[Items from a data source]
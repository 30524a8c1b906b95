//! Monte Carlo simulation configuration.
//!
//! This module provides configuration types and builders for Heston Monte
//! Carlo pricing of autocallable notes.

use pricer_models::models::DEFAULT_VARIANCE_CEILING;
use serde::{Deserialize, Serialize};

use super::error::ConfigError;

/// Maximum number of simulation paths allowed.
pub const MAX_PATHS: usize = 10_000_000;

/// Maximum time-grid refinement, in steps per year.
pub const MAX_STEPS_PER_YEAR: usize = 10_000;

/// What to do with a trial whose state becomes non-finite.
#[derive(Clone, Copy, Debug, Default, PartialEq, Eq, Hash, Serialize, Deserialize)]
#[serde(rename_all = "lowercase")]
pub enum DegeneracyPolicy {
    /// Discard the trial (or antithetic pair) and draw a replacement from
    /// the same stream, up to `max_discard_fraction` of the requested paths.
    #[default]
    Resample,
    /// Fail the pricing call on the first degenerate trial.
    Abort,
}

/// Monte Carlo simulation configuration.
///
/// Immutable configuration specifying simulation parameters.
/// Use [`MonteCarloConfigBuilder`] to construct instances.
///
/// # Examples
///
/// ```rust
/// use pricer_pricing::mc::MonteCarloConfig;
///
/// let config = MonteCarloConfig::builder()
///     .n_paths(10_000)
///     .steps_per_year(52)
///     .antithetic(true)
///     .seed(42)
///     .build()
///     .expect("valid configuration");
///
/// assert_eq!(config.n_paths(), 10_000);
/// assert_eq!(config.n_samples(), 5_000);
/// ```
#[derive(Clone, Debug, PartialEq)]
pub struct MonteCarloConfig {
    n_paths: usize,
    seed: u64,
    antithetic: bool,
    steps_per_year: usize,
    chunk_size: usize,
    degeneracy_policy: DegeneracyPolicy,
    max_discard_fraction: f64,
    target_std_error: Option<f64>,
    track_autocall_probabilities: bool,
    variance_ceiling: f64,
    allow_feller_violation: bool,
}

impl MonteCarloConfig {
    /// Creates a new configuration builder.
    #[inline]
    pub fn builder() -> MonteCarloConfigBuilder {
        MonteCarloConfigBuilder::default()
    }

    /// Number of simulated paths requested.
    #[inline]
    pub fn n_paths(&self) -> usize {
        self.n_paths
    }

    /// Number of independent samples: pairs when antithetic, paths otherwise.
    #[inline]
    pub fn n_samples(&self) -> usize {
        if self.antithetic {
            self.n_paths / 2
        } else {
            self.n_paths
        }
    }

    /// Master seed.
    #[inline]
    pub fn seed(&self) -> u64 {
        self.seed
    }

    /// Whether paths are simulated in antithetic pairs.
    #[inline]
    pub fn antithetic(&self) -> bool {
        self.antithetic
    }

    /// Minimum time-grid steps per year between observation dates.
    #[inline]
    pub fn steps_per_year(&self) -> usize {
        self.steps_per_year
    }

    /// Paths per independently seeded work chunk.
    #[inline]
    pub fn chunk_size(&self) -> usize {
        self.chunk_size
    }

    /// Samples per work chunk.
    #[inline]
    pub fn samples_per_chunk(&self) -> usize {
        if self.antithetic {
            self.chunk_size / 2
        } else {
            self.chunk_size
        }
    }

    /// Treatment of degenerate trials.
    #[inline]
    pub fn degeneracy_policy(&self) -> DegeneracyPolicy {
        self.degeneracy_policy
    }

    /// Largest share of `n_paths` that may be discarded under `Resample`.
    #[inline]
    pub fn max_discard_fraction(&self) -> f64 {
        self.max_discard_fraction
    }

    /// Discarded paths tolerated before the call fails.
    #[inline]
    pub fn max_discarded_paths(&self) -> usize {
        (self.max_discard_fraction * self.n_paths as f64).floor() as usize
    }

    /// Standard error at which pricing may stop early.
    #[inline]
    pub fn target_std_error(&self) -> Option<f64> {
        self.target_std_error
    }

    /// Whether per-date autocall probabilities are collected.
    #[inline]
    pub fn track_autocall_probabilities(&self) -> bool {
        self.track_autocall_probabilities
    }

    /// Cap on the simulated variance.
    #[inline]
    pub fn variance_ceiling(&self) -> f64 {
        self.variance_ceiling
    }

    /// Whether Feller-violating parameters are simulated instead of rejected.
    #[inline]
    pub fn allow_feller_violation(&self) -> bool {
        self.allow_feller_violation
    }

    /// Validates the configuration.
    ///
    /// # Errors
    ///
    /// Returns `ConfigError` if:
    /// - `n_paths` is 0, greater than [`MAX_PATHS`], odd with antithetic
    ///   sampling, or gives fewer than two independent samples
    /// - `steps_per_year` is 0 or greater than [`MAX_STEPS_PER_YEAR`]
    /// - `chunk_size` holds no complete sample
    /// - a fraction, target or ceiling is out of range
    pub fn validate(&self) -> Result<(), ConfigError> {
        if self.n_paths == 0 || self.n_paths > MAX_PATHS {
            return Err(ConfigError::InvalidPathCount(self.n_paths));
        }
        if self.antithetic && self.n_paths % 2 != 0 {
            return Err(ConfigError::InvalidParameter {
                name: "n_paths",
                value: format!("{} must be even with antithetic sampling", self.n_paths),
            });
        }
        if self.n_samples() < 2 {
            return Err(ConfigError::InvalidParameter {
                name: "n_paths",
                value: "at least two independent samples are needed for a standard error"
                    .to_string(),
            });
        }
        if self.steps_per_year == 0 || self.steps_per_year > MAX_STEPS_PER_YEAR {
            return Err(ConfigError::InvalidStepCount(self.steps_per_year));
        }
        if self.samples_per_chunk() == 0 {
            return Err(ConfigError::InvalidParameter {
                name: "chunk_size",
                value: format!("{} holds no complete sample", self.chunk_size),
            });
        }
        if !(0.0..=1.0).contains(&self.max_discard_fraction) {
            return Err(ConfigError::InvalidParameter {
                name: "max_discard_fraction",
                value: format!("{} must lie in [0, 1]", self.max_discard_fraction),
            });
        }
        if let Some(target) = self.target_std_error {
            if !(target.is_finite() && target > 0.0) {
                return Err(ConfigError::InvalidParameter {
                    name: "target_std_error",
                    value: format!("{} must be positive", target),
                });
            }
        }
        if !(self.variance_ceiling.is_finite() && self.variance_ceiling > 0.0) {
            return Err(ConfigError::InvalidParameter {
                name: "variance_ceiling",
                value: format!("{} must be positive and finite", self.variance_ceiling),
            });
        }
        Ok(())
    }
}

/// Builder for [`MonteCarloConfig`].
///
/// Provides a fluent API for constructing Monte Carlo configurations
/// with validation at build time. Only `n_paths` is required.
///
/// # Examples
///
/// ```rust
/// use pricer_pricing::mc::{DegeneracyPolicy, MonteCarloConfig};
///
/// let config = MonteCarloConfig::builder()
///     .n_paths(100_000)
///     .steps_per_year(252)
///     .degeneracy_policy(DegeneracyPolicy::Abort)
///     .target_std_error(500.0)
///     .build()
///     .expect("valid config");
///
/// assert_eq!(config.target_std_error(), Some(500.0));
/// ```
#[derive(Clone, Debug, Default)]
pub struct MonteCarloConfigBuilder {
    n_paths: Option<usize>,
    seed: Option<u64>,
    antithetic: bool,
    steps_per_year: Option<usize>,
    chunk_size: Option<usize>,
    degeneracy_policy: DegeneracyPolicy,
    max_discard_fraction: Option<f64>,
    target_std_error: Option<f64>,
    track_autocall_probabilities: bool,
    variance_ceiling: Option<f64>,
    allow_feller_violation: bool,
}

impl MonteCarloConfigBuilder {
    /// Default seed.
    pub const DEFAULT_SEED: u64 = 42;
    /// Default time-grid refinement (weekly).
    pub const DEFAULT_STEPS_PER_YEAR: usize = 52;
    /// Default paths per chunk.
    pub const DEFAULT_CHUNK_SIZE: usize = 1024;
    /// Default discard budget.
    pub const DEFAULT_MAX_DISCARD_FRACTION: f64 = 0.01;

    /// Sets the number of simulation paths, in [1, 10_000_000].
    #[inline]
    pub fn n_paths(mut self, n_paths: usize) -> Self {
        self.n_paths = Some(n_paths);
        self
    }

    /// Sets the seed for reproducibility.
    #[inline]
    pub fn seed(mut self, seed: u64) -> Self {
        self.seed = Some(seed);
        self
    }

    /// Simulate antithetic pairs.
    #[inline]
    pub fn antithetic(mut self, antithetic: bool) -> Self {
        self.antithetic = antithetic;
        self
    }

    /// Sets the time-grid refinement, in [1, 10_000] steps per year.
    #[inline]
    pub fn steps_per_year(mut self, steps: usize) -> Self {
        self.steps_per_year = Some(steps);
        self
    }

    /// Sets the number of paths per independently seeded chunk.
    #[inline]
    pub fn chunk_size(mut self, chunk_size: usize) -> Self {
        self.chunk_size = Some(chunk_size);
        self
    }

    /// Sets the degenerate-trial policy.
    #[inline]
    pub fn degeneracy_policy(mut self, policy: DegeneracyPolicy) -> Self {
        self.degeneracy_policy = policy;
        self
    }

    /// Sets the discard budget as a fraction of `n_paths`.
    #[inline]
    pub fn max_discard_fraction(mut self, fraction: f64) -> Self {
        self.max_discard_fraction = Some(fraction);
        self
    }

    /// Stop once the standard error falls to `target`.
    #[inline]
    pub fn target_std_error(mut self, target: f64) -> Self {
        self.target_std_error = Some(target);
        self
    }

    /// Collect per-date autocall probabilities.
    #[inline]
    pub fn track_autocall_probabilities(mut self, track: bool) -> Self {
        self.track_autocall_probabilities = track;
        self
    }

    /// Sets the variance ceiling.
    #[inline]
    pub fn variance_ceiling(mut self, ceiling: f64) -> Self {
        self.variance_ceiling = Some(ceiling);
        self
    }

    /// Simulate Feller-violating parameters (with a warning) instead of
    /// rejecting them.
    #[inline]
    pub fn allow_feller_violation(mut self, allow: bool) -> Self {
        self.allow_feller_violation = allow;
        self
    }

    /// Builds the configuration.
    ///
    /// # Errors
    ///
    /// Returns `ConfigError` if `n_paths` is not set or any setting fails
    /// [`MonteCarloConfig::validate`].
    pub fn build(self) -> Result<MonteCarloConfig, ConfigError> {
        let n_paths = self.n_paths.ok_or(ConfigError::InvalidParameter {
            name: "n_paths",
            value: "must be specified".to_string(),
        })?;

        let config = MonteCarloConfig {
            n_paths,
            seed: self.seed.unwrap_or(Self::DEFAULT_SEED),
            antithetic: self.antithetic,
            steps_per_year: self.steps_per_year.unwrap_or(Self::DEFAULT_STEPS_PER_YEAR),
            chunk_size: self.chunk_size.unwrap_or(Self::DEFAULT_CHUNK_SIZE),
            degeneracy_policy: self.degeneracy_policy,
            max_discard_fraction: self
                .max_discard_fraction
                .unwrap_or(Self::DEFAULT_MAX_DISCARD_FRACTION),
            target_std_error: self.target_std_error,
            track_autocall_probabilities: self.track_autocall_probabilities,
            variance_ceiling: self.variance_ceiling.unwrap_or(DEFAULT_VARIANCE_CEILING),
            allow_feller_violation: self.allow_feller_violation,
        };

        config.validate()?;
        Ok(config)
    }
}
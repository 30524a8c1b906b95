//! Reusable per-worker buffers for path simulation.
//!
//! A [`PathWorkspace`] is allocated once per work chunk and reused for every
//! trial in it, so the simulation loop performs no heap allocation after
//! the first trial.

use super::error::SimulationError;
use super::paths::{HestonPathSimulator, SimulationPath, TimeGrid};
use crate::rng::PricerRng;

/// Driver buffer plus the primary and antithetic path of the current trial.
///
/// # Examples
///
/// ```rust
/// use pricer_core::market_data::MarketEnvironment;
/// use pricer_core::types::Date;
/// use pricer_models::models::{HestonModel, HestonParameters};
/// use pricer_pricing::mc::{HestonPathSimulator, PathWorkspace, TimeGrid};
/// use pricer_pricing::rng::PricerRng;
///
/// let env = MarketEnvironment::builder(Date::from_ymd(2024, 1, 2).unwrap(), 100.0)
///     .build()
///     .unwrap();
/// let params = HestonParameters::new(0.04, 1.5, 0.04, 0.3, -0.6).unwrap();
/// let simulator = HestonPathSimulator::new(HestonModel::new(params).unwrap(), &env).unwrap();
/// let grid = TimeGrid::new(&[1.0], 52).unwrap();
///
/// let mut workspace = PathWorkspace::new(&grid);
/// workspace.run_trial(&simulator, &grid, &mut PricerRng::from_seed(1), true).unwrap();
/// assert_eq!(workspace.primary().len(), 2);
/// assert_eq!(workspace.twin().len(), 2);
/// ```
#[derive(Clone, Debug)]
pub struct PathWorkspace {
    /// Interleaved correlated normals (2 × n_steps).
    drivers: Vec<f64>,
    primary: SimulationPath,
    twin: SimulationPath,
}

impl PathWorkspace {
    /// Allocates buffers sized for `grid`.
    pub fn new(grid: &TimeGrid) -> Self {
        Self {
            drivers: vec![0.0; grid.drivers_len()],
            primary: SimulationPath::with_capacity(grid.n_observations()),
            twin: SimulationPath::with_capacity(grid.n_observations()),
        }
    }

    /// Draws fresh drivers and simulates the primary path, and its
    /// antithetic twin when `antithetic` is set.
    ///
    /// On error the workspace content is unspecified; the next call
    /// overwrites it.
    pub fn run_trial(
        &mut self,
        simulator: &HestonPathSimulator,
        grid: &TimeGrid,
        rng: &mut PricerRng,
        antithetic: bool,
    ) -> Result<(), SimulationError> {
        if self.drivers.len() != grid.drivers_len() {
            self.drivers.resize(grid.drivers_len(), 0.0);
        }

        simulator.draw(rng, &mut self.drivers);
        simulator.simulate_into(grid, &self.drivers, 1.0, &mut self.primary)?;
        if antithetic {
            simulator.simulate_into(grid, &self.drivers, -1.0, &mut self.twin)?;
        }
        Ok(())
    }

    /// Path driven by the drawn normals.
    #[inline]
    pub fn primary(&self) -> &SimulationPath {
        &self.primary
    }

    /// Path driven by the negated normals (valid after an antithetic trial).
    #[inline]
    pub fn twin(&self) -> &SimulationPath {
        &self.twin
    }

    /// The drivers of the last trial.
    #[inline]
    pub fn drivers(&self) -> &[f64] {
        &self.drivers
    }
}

● **ASSIGNMENT**
In the records above, some lines hold the word "first"; copy each such line.

● **EXERCISE SOLUTION**
    /// Fail the pricing call on the first degenerate trial.
//! the first trial.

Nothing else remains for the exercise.